Saved data entries:

◇ ◇ ◇ ◇ ◇

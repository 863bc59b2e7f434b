//! Login credentials with automatic memory zeroing.
//!
//! # Security
//! - User and password are stored in `Zeroizing<String>` containers
//! - Memory is cleared when the credentials go out of scope
//! - The password is never exposed in debug output or logs

use zeroize::Zeroizing;

/// User/password pair handed to a driver at connect time.
///
/// Values are kept exactly as supplied; an empty password is a valid value
/// and is passed to the driver unchanged.
///
/// # Example
///
/// ```rust
/// use ibmi_query_core::credentials::Credentials;
///
/// let creds = Credentials::new("payroll".to_string(), "secret".to_string());
/// assert_eq!(creds.user(), "payroll");
/// assert!(creds.has_password());
/// assert!(!format!("{creds:?}").contains("secret"));
/// ```
#[derive(Clone)]
pub struct Credentials {
    user: Zeroizing<String>,
    password: Zeroizing<String>,
}

impl Credentials {
    /// Creates new credentials with automatic memory zeroing.
    pub fn new(user: String, password: String) -> Self {
        Self {
            user: Zeroizing::new(user),
            password: Zeroizing::new(password),
        }
    }

    /// Login user.
    pub fn user(&self) -> &str {
        &self.user
    }

    /// Login password. Only drivers should call this.
    pub fn password(&self) -> &str {
        &self.password
    }

    /// Checks if a non-empty password is present without exposing it.
    pub fn has_password(&self) -> bool {
        !self.password.is_empty()
    }

    /// Replaces the password, zeroing the previous value.
    pub fn set_password(&mut self, password: String) {
        self.password = Zeroizing::new(password);
    }
}

impl std::fmt::Debug for Credentials {
    fn fmt(&self, f: &mut std::fmt::Formatter<'_>) -> std::fmt::Result {
        f.debug_struct("Credentials")
            .field("user", &self.user.as_str())
            .field("password", &"****")
            .finish()
    }
}
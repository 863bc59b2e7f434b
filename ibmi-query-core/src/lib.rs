//! Core plumbing for the ibmi-query client.
//!
//! One run reads the connection parameters from the environment, loads the
//! IBM i driver from an explicit registry, opens a connection, statement and
//! cursor for the fixed employee query, prints each row as it is fetched, and
//! releases every handle before returning.
//!
//! # Security Guarantees
//! - Passwords are held in zeroizing buffers and never logged or displayed
//! - The only statement ever executed is a read-only `select`
//!
//! # Architecture
//! - Driver table instead of by-name driver loading ([`driver::DriverRegistry`])
//! - RAII handles: connection, statement and cursor close on drop
//! - Typed row decoding with by-name column lookup ([`record::EmployeeRecord`])
//! - A single top-level failure handler ([`runner::QueryRunner::run_and_report`])

pub mod config;
pub mod credentials;
pub mod driver;
pub mod error;
pub mod logging;
pub mod odbc;
pub mod record;
pub mod runner;

// Re-export commonly used types
pub use config::ConnectionConfig;
pub use credentials::Credentials;
pub use driver::{Connection, Cursor, Driver, DriverRegistry, Row, Statement};
pub use error::{ErrorKind, IbmiQueryError, Result};
pub use logging::init_logging;
pub use record::EmployeeRecord;
pub use runner::{EMPLOYEE_QUERY, HEADER_LINE, QueryRunner, RunOutcome, STATUS_LINE};
//! Explicit driver table keyed by target scheme.

use super::Driver;
use crate::Result;
use crate::error::IbmiQueryError;
use std::collections::BTreeMap;

/// Deferred driver construction.
///
/// Loading happens only when a run resolves a target, so a driver that
/// cannot initialize (missing driver manager, for example) fails that run
/// with `DriverUnavailable` rather than failing registration.
pub type DriverLoader = Box<dyn Fn() -> Result<Box<dyn Driver>>>;

/// Table of drivers available to this build.
///
/// # Example
/// ```rust
/// use ibmi_query_core::driver::DriverRegistry;
/// use ibmi_query_core::error::ErrorKind;
///
/// let registry = DriverRegistry::new();
/// let err = registry.load("jdbc:as400://ibmi").err().unwrap();
/// assert_eq!(err.kind(), ErrorKind::DriverUnavailable);
/// ```
#[derive(Default)]
pub struct DriverRegistry {
    loaders: BTreeMap<String, DriverLoader>,
}

impl DriverRegistry {
    /// Creates an empty registry.
    pub fn new() -> Self {
        Self::default()
    }

    /// Creates a registry holding every driver compiled into this build.
    ///
    /// With the `odbc` feature the `as400` scheme is served by the IBM i
    /// Access ODBC driver named `odbc_driver`. Without it the registry is
    /// empty and every run reports `DriverUnavailable`.
    #[cfg_attr(not(feature = "odbc"), allow(unused_variables))]
    pub fn with_default_drivers(odbc_driver: &str) -> Self {
        #[cfg_attr(not(feature = "odbc"), allow(unused_mut))]
        let mut registry = Self::new();

        #[cfg(feature = "odbc")]
        {
            let driver_name = odbc_driver.to_string();
            registry.register(
                super::AS400_SCHEME,
                Box::new(move || {
                    let driver = crate::odbc::As400OdbcDriver::new(driver_name.clone())?;
                    Ok(Box::new(driver) as Box<dyn Driver>)
                }),
            );
        }

        registry
    }

    /// Registers `loader` for `scheme`, returning any loader it replaces.
    pub fn register(&mut self, scheme: &str, loader: DriverLoader) -> Option<DriverLoader> {
        tracing::debug!("Registering driver for scheme '{}'", scheme);
        self.loaders.insert(scheme.to_ascii_lowercase(), loader)
    }

    /// Whether a driver is registered for `scheme`.
    pub fn contains(&self, scheme: &str) -> bool {
        self.loaders.contains_key(&scheme.to_ascii_lowercase())
    }

    /// Registered schemes in sorted order.
    pub fn schemes(&self) -> impl Iterator<Item = &str> {
        self.loaders.keys().map(String::as_str)
    }

    /// Resolves the driver for `target` and loads it.
    ///
    /// # Errors
    /// Returns `DriverUnavailable` if the target has no recognizable scheme,
    /// no driver is registered for it, or the driver fails to load.
    pub fn load(&self, target: &str) -> Result<Box<dyn Driver>> {
        let scheme = scheme_of(target)?;
        let loader = self.loaders.get(&scheme).ok_or_else(|| {
            IbmiQueryError::driver_unavailable(
                scheme.as_str(),
                unregistered_reason(&scheme),
            )
        })?;

        let driver = loader()?;
        tracing::debug!("Loaded driver '{}' for scheme '{}'", driver.name(), scheme);
        Ok(driver)
    }
}

fn unregistered_reason(scheme: &str) -> String {
    if scheme == super::AS400_SCHEME && !cfg!(feature = "odbc") {
        "no driver registered (built without the `odbc` feature)".to_string()
    } else {
        "no driver registered".to_string()
    }
}

/// Extracts the lower-cased driver scheme from a connection target.
///
/// An optional leading `jdbc:` is skipped, so `jdbc:as400://host` and
/// `as400://host` both resolve to `as400`.
///
/// # Errors
/// Returns `DriverUnavailable` when the target has no `scheme://` part.
pub fn scheme_of(target: &str) -> Result<String> {
    let without_jdbc = target
        .get(..5)
        .filter(|prefix| prefix.eq_ignore_ascii_case("jdbc:"))
        .map_or(target, |_| &target[5..]);

    match without_jdbc.split_once("://") {
        Some((scheme, _)) if !scheme.is_empty() && !scheme.contains(':') => {
            Ok(scheme.to_ascii_lowercase())
        }
        _ => Err(IbmiQueryError::driver_unavailable(
            "<unknown>",
            "unrecognized connection target format",
        )),
    }
}

#[cfg(test)]
mod tests {
    use super::*;
    use crate::credentials::Credentials;
    use crate::driver::Connection;
    use crate::error::ErrorKind;

    struct NamedDriver;

    impl Driver for NamedDriver {
        fn name(&self) -> &str {
            "named"
        }

        fn connect(
            &self,
            _target: &str,
            _credentials: &Credentials,
        ) -> Result<Box<dyn Connection + '_>> {
            Err(IbmiQueryError::database_operation("not reachable"))
        }
    }

    #[test]
    fn test_scheme_of() {
        assert_eq!(scheme_of("jdbc:as400://ibmi").unwrap(), "as400");
        assert_eq!(scheme_of("JDBC:AS400://ibmi").unwrap(), "as400");
        assert_eq!(scheme_of("as400://ibmi").unwrap(), "as400");
        assert_eq!(scheme_of("jdbc:as400://").unwrap(), "as400");

        assert!(scheme_of("ibmi.example.com").is_err());
        assert!(scheme_of("jdbc:://ibmi").is_err());
        assert!(scheme_of("").is_err());
    }

    #[test]
    fn test_empty_registry_reports_driver_unavailable() {
        let registry = DriverRegistry::new();
        let err = registry.load("jdbc:as400://ibmi").err().unwrap();

        assert_eq!(err.kind(), ErrorKind::DriverUnavailable);
        assert!(err.to_string().contains("as400"));
    }

    #[test]
    fn test_register_and_load() {
        let mut registry = DriverRegistry::new();
        let previous = registry.register(
            "AS400",
            Box::new(|| Ok(Box::new(NamedDriver) as Box<dyn Driver>)),
        );
        assert!(previous.is_none());

        assert!(registry.contains("as400"));
        assert_eq!(registry.schemes().collect::<Vec<_>>(), vec!["as400"]);

        let driver = registry.load("jdbc:as400://ibmi").unwrap();
        assert_eq!(driver.name(), "named");

        let err = registry.load("jdbc:db2://ibmi").err().unwrap();
        assert_eq!(err.kind(), ErrorKind::DriverUnavailable);
    }

    #[test]
    fn test_loader_failure_propagates() {
        let mut registry = DriverRegistry::new();
        registry.register(
            "as400",
            Box::new(|| {
                Err(IbmiQueryError::driver_unavailable(
                    "as400",
                    "driver manager not found",
                ))
            }),
        );

        let err = registry.load("jdbc:as400://ibmi").err().unwrap();
        assert_eq!(err.kind(), ErrorKind::DriverUnavailable);
        assert!(err.to_string().contains("driver manager not found"));
    }

    #[cfg(feature = "odbc")]
    #[test]
    fn test_default_drivers_register_as400() {
        let registry = DriverRegistry::with_default_drivers("IBM i Access ODBC Driver");
        assert!(registry.contains("as400"));
        assert_eq!(registry.schemes().collect::<Vec<_>>(), vec!["as400"]);
    }

    #[cfg(not(feature = "odbc"))]
    #[test]
    fn test_default_drivers_without_odbc_feature() {
        let registry = DriverRegistry::with_default_drivers("IBM i Access ODBC Driver");
        assert!(!registry.contains("as400"));

        let err = registry.load("jdbc:as400://ibmi").err().unwrap();
        assert!(err.to_string().contains("odbc"));
    }
}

◇ ◇ ◇ ◇ ◇

Please filter the data down to the lines containing the word "fails".

/// cannot initialize (missing driver manager, for example) fails that run
    /// no driver is registered for it, or the driver fails to load.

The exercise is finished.